- Task details
Set down, exactly, every line from the top of the listing through the one holding "pub use token::TokenSymbol;".

- Extracted material
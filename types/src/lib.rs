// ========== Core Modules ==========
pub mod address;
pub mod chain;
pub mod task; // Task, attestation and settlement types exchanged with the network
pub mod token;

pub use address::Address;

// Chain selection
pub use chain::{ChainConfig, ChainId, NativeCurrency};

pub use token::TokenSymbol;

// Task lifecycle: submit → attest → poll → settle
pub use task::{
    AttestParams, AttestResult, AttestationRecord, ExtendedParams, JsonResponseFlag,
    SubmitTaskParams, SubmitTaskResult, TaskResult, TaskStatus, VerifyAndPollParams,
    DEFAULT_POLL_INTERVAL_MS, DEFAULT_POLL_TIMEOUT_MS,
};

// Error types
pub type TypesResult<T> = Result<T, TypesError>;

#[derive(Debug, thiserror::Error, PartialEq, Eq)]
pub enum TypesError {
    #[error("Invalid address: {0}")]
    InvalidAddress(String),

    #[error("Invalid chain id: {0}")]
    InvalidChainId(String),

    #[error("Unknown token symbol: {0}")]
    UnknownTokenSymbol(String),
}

- Answer box
filename types/src/lib.rs
// ========== Core Modules ==========
pub mod address;
pub mod chain;
pub mod task; // Task, attestation and settlement types exchanged with the network
pub mod token;

pub use address::Address;

// Chain selection
pub use chain::{ChainConfig, ChainId, NativeCurrency};

pub use token::TokenSymbol;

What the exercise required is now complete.